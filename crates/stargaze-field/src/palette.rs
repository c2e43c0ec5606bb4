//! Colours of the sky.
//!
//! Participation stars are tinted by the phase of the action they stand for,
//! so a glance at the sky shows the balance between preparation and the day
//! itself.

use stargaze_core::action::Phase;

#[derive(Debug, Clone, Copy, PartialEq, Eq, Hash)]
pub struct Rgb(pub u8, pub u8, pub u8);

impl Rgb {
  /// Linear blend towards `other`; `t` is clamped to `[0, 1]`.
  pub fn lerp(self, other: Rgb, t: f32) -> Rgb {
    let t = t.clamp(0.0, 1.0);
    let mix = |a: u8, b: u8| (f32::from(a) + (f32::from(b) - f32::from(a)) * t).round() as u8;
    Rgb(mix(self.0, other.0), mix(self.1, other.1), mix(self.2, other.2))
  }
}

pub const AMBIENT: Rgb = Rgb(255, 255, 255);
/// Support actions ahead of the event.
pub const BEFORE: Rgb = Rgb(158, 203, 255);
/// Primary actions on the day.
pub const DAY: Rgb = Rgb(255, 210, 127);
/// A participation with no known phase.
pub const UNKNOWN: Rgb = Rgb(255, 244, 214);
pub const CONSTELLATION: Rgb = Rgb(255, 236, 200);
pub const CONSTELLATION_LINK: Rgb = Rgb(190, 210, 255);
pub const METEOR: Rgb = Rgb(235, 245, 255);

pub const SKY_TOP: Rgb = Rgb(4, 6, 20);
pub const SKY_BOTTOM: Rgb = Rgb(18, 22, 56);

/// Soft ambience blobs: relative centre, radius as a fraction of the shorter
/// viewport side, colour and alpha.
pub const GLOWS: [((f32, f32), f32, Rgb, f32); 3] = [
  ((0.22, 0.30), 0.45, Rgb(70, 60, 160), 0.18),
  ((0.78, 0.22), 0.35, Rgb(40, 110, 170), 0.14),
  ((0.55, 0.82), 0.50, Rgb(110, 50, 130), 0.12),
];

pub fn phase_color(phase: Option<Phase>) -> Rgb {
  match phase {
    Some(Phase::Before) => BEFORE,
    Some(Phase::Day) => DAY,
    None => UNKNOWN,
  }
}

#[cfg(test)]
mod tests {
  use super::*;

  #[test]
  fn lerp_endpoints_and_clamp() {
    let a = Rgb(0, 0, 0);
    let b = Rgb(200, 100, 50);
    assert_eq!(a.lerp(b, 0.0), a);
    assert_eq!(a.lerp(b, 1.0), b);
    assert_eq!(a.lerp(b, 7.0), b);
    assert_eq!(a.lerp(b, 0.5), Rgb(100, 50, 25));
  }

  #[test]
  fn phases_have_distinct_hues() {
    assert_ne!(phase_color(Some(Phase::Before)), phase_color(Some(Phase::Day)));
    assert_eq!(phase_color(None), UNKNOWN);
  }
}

########

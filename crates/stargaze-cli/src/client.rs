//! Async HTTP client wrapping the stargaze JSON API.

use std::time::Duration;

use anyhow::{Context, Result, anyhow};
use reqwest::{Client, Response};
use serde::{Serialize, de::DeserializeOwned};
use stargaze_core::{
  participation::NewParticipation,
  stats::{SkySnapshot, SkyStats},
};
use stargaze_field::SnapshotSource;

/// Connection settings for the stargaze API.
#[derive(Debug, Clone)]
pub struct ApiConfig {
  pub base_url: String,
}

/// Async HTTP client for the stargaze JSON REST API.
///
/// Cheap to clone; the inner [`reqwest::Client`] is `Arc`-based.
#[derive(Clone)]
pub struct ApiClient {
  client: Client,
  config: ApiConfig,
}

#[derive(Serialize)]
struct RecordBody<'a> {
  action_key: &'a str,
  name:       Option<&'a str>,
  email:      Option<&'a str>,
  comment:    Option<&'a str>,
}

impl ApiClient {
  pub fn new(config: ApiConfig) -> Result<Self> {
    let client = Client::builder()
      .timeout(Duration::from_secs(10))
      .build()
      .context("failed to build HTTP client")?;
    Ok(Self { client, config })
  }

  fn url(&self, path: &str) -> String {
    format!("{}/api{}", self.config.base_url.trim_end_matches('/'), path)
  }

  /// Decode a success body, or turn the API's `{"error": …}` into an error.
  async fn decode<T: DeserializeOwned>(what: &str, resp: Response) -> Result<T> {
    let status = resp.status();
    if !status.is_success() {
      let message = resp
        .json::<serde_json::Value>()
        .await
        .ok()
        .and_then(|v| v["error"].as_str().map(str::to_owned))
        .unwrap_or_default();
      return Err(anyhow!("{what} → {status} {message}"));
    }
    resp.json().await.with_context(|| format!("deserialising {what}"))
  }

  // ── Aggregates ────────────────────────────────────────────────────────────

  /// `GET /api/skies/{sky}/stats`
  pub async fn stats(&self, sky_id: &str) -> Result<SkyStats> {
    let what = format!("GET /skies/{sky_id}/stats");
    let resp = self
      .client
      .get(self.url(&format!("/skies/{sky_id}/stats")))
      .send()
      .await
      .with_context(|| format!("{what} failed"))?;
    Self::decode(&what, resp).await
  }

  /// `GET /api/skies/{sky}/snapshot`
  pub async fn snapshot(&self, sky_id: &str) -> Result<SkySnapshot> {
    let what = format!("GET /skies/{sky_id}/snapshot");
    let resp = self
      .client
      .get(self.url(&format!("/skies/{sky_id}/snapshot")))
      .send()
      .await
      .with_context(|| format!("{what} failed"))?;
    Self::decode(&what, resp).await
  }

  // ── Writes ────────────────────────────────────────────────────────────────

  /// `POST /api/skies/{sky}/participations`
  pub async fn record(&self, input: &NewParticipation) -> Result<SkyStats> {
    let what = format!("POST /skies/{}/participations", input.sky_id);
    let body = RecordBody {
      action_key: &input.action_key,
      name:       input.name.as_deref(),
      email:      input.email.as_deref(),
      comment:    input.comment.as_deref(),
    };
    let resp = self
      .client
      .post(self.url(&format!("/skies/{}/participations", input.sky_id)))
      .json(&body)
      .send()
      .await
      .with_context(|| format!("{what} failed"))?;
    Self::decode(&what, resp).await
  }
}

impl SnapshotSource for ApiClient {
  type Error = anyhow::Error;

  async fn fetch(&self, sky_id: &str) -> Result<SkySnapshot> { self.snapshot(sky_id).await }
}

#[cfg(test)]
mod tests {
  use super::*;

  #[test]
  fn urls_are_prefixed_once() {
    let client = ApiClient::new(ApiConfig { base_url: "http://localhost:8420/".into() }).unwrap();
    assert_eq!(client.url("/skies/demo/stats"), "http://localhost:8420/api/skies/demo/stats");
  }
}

########

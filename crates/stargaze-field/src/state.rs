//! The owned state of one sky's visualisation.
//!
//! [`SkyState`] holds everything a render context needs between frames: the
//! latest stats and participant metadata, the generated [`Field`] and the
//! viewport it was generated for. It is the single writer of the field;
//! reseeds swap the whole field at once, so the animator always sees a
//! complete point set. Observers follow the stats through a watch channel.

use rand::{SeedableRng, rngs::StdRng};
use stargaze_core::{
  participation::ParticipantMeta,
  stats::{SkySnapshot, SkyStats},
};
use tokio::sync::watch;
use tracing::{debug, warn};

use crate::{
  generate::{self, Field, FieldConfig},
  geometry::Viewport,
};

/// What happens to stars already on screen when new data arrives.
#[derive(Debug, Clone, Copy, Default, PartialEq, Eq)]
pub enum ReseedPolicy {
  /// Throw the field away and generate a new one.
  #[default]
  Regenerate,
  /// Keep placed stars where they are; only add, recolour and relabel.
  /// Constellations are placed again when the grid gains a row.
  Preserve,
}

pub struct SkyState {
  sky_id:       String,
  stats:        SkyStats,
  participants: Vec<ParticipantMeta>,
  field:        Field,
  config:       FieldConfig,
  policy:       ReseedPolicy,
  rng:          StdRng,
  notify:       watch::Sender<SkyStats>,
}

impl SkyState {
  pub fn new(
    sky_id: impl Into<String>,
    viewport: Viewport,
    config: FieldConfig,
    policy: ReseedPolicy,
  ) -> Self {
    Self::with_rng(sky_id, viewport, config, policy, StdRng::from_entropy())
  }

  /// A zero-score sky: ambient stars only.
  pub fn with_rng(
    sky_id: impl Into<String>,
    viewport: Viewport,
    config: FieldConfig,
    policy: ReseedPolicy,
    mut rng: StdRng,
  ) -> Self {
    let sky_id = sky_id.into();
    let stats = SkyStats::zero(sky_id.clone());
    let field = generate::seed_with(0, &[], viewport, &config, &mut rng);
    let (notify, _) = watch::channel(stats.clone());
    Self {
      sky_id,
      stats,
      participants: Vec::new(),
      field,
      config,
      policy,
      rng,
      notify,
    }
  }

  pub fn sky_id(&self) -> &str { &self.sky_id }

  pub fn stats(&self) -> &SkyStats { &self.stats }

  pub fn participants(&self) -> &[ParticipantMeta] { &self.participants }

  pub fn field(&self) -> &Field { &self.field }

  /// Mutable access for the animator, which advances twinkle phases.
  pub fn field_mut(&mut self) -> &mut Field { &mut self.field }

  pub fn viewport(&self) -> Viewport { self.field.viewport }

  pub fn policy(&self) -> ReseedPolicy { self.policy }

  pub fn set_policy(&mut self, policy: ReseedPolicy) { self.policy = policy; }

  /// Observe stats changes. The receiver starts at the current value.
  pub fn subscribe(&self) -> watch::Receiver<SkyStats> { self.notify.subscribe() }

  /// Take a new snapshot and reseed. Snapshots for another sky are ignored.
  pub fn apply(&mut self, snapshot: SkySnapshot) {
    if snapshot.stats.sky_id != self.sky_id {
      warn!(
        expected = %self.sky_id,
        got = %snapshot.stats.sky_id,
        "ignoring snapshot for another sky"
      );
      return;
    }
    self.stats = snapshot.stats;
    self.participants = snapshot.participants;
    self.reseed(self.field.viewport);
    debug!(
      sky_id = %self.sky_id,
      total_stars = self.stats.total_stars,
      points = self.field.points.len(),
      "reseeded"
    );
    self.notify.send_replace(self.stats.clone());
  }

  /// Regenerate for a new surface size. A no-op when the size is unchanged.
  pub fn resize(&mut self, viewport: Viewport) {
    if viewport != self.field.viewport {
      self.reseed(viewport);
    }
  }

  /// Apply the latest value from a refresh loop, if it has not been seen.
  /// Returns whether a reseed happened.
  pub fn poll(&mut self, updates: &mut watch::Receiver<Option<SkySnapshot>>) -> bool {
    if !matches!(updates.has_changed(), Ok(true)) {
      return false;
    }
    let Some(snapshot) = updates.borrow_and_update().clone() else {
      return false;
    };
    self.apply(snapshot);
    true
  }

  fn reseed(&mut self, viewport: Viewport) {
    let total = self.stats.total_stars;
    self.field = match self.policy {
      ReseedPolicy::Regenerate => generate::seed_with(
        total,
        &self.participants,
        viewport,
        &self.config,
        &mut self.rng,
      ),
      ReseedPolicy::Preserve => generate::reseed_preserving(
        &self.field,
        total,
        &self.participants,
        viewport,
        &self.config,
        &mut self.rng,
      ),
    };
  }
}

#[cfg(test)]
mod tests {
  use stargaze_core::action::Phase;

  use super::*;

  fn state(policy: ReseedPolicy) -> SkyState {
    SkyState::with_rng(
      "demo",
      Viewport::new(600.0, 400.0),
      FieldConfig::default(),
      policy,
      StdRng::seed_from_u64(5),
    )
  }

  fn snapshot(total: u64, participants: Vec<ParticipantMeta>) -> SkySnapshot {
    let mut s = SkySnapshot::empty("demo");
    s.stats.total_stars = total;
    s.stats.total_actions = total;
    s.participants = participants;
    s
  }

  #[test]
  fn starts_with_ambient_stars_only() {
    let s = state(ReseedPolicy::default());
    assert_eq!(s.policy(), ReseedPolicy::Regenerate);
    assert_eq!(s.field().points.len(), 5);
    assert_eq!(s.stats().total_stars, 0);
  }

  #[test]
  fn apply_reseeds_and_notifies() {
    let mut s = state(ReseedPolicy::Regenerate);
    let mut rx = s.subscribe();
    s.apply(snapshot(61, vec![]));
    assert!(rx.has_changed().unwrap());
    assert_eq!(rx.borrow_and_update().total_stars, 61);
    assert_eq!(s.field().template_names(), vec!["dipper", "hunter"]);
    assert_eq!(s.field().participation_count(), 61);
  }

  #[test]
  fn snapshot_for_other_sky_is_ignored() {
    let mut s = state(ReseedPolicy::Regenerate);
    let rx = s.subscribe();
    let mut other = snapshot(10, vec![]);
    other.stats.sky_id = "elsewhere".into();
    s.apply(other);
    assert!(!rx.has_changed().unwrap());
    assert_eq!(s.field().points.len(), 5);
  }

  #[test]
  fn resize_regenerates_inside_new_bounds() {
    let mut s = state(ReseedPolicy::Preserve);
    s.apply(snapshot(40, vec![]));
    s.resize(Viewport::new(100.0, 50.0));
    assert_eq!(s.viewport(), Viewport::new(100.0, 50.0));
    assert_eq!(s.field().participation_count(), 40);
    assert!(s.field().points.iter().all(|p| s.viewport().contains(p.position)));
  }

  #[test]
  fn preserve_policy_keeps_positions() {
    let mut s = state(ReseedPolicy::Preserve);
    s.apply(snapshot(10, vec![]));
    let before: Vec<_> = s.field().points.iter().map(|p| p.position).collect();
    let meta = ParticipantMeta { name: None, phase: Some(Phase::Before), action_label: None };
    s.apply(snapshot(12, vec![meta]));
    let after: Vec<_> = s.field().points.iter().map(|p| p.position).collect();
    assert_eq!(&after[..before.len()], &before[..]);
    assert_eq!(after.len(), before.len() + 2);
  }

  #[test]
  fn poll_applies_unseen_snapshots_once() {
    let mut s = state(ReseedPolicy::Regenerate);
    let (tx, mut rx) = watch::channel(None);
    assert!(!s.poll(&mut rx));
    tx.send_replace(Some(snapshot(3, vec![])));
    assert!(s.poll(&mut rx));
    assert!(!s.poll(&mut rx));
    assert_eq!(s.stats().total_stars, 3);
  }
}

########

▸ TASK DETAILS
For the string "PartialEq", report how many lines of the records contain it, giving the number only.

▸ WORKED SOLUTION
2